## PROBLEM DESCRIPTION
Lines before the one containing "WHERE id = $2" are to be skipped; reproduce that line and the rest of the records below exactly.

## SUPPLIED MATERIAL
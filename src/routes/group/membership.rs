use serde::{Deserialize, Serialize};
use sqlx::{FromRow, PgPool};

use crate::{error::AppError, routes::user::UserSummary};

#[derive(Debug, Clone, Copy, PartialEq, Eq, Serialize, Deserialize, sqlx::Type)]
#[serde(rename_all = "SCREAMING_SNAKE_CASE")]
#[sqlx(type_name = "membership_status", rename_all = "SCREAMING_SNAKE_CASE")]
pub enum MembershipStatus {
    Pending,
    Approved,
    Rejected,
}

/// 触发成员状态变化的操作，`Request` 和 `Leave` 由成员自己发起
#[derive(Debug, Clone, Copy, PartialEq, Eq)]
pub enum MembershipAction {
    Request,
    Invite,
    Approve,
    Reject,
    Leave,
}

impl MembershipAction {
    fn verb(&self) -> &'static str {
        match self {
            MembershipAction::Request => "request",
            MembershipAction::Invite => "invite",
            MembershipAction::Approve => "approve",
            MembershipAction::Reject => "reject",
            MembershipAction::Leave => "leave",
        }
    }
}

impl MembershipStatus {
    pub fn as_str(&self) -> &'static str {
        match self {
            MembershipStatus::Pending => "PENDING",
            MembershipStatus::Approved => "APPROVED",
            MembershipStatus::Rejected => "REJECTED",
        }
    }
}

/// 根据当前状态（没有记录为 `None`）计算操作之后的状态，`Ok(None)` 表示记录被删除
pub fn next_status(
    current: Option<MembershipStatus>,
    action: MembershipAction,
) -> Result<Option<MembershipStatus>, AppError> {
    use MembershipAction::*;
    use MembershipStatus::*;

    match (action, current) {
        (Request, None | Some(Rejected)) => Ok(Some(Pending)),
        (Request, Some(Pending)) => Err(AppError::AlreadyExists(
            "You have already requested to join this group (PENDING)".into(),
        )),
        (Request, Some(Approved)) => Err(AppError::AlreadyExists(
            "You are already a member of this group (APPROVED)".into(),
        )),

        (Invite, None | Some(Pending) | Some(Rejected)) => Ok(Some(Approved)),
        (Invite, Some(Approved)) => Err(AppError::AlreadyExists(
            "User is already a member of this group (APPROVED)".into(),
        )),

        (Approve, Some(Pending)) => Ok(Some(Approved)),
        (Reject, Some(Pending) | Some(Approved)) => Ok(Some(Rejected)),
        (Leave, Some(Pending) | Some(Approved)) => Ok(None),

        (Approve | Reject, None) => Err(AppError::NotFound(
            "Membership request not found".into(),
        )),
        (Leave, None) => Err(AppError::NotFound(
            "You are not a member of this group".into(),
        )),
        (_, Some(status)) => Err(AppError::BadRequest(format!(
            "Cannot {} a membership that is {}",
            action.verb(),
            status.as_str()
        ))),
    }
}

#[derive(Debug, Clone, Serialize, Deserialize, FromRow)]
#[serde(rename_all = "camelCase")]
pub struct GroupMembership {
    pub id: i32,
    pub group_id: i32,
    pub user_id: i32,
    pub status: MembershipStatus,
}

/// 带申请人信息的成员记录
#[derive(Debug, Clone, Serialize, Deserialize)]
#[serde(rename_all = "camelCase")]
pub struct MembershipWithUser {
    pub id: i32,
    pub group_id: i32,
    pub user_id: i32,
    pub status: MembershipStatus,
    pub user: UserSummary,
}

#[derive(Debug, FromRow)]
struct MembershipUserRow {
    id: i32,
    group_id: i32,
    user_id: i32,
    status: MembershipStatus,
    email: String,
}

impl From<MembershipUserRow> for MembershipWithUser {
    fn from(row: MembershipUserRow) -> Self {
        Self {
            id: row.id,
            group_id: row.group_id,
            user_id: row.user_id,
            status: row.status,
            user: UserSummary {
                id: row.user_id,
                email: row.email,
            },
        }
    }
}

#[derive(Debug, Deserialize)]
#[serde(rename_all = "camelCase")]
pub struct InviteRequest {
    pub user_id: Option<i32>,
}

#[derive(Debug, Serialize, Deserialize)]
#[serde(rename_all = "camelCase")]
pub struct MembershipStatusResponse {
    pub user_id: i32,
    pub status: MembershipStatus,
}

#[derive(Debug, Serialize, Deserialize)]
#[serde(rename_all = "camelCase")]
pub struct GroupMembersResponse {
    pub group_id: i32,
    pub members: Vec<UserSummary>,
}

const MEMBERSHIP_COLUMNS: &str = "id, group_id, user_id, status";

impl GroupMembership {
    pub async fn find(
        pool: &PgPool,
        group_id: i32,
        user_id: i32,
    ) -> Result<Option<Self>, sqlx::Error> {
        sqlx::query_as::<_, GroupMembership>(&format!(
            "SELECT {MEMBERSHIP_COLUMNS} FROM group_memberships WHERE group_id = $1 AND user_id = $2"
        ))
        .bind(group_id)
        .bind(user_id)
        .fetch_optional(pool)
        .await
    }

    pub async fn insert(
        pool: &PgPool,
        group_id: i32,
        user_id: i32,
        status: MembershipStatus,
    ) -> Result<Self, sqlx::Error> {
        sqlx::query_as::<_, GroupMembership>(&format!(
            r#"
            INSERT INTO group_memberships (group_id, user_id, status)
            VALUES ($1, $2, $3)
            RETURNING {MEMBERSHIP_COLUMNS}
            "#
        ))
        .bind(group_id)
        .bind(user_id)
        .bind(status)
        .fetch_one(pool)
        .await
    }

    pub async fn set_status(
        pool: &PgPool,
        id: i32,
        status: MembershipStatus,
    ) -> Result<Self, sqlx::Error> {
        sqlx::query_as::<_, GroupMembership>(&format!(
            r#"
            UPDATE group_memberships
            SET status = $1
            WHERE id = $2
            RETURNING {MEMBERSHIP_COLUMNS}
            "#
        ))
        .bind(status)
        .bind(id)
        .fetch_one(pool)
        .await
    }

    /// 返回是否真的删除了成员记录
    pub async fn delete(pool: &PgPool, group_id: i32, user_id: i32) -> Result<bool, sqlx::Error> {
        let result =
            sqlx::query("DELETE FROM group_memberships WHERE group_id = $1 AND user_id = $2")
                .bind(group_id)
                .bind(user_id)
                .execute(pool)
                .await?;

        Ok(result.rows_affected() > 0)
    }

    pub async fn list_by_group(pool: &PgPool, group_id: i32) -> Result<Vec<Self>, sqlx::Error> {
        sqlx::query_as::<_, GroupMembership>(&format!(
            "SELECT {MEMBERSHIP_COLUMNS} FROM group_memberships WHERE group_id = $1 ORDER BY id"
        ))
        .bind(group_id)
        .fetch_all(pool)
        .await
    }

    pub async fn list_with_users(
        pool: &PgPool,
        group_id: i32,
        status: MembershipStatus,
    ) -> Result<Vec<MembershipWithUser>, sqlx::Error> {
        let rows = sqlx::query_as::<_, MembershipUserRow>(
            r#"
            SELECT m.id, m.group_id, m.user_id, m.status, u.email
            FROM group_memberships m
            JOIN users u ON u.id = m.user_id
            WHERE m.group_id = $1 AND m.status = $2
            ORDER BY m.id
            "#,
        )
        .bind(group_id)
        .bind(status)
        .fetch_all(pool)
        .await?;

        Ok(rows.into_iter().map(MembershipWithUser::from).collect())
    }

    pub async fn is_approved_member(
        pool: &PgPool,
        group_id: i32,
        user_id: i32,
    ) -> Result<bool, sqlx::Error> {
        Ok(Self::find(pool, group_id, user_id)
            .await?
            .is_some_and(|m| m.status == MembershipStatus::Approved))
    }
}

## RESULT
            WHERE id = $2
            RETURNING {MEMBERSHIP_COLUMNS}
            "#
        ))
        .bind(status)
        .bind(id)
        .fetch_one(pool)
        .await
    }

    /// 返回是否真的删除了成员记录
    pub async fn delete(pool: &PgPool, group_id: i32, user_id: i32) -> Result<bool, sqlx::Error> {
        let result =
            sqlx::query("DELETE FROM group_memberships WHERE group_id = $1 AND user_id = $2")
                .bind(group_id)
                .bind(user_id)
                .execute(pool)
                .await?;

        Ok(result.rows_affected() > 0)
    }

    pub async fn list_by_group(pool: &PgPool, group_id: i32) -> Result<Vec<Self>, sqlx::Error> {
        sqlx::query_as::<_, GroupMembership>(&format!(
            "SELECT {MEMBERSHIP_COLUMNS} FROM group_memberships WHERE group_id = $1 ORDER BY id"
        ))
        .bind(group_id)
        .fetch_all(pool)
        .await
    }

    pub async fn list_with_users(
        pool: &PgPool,
        group_id: i32,
        status: MembershipStatus,
    ) -> Result<Vec<MembershipWithUser>, sqlx::Error> {
        let rows = sqlx::query_as::<_, MembershipUserRow>(
            r#"
            SELECT m.id, m.group_id, m.user_id, m.status, u.email
            FROM group_memberships m
            JOIN users u ON u.id = m.user_id
            WHERE m.group_id = $1 AND m.status = $2
            ORDER BY m.id
            "#,
        )
        .bind(group_id)
        .bind(status)
        .fetch_all(pool)
        .await?;

        Ok(rows.into_iter().map(MembershipWithUser::from).collect())
    }

    pub async fn is_approved_member(
        pool: &PgPool,
        group_id: i32,
        user_id: i32,
    ) -> Result<bool, sqlx::Error> {
        Ok(Self::find(pool, group_id, user_id)
            .await?
            .is_some_and(|m| m.status == MembershipStatus::Approved))
    }
}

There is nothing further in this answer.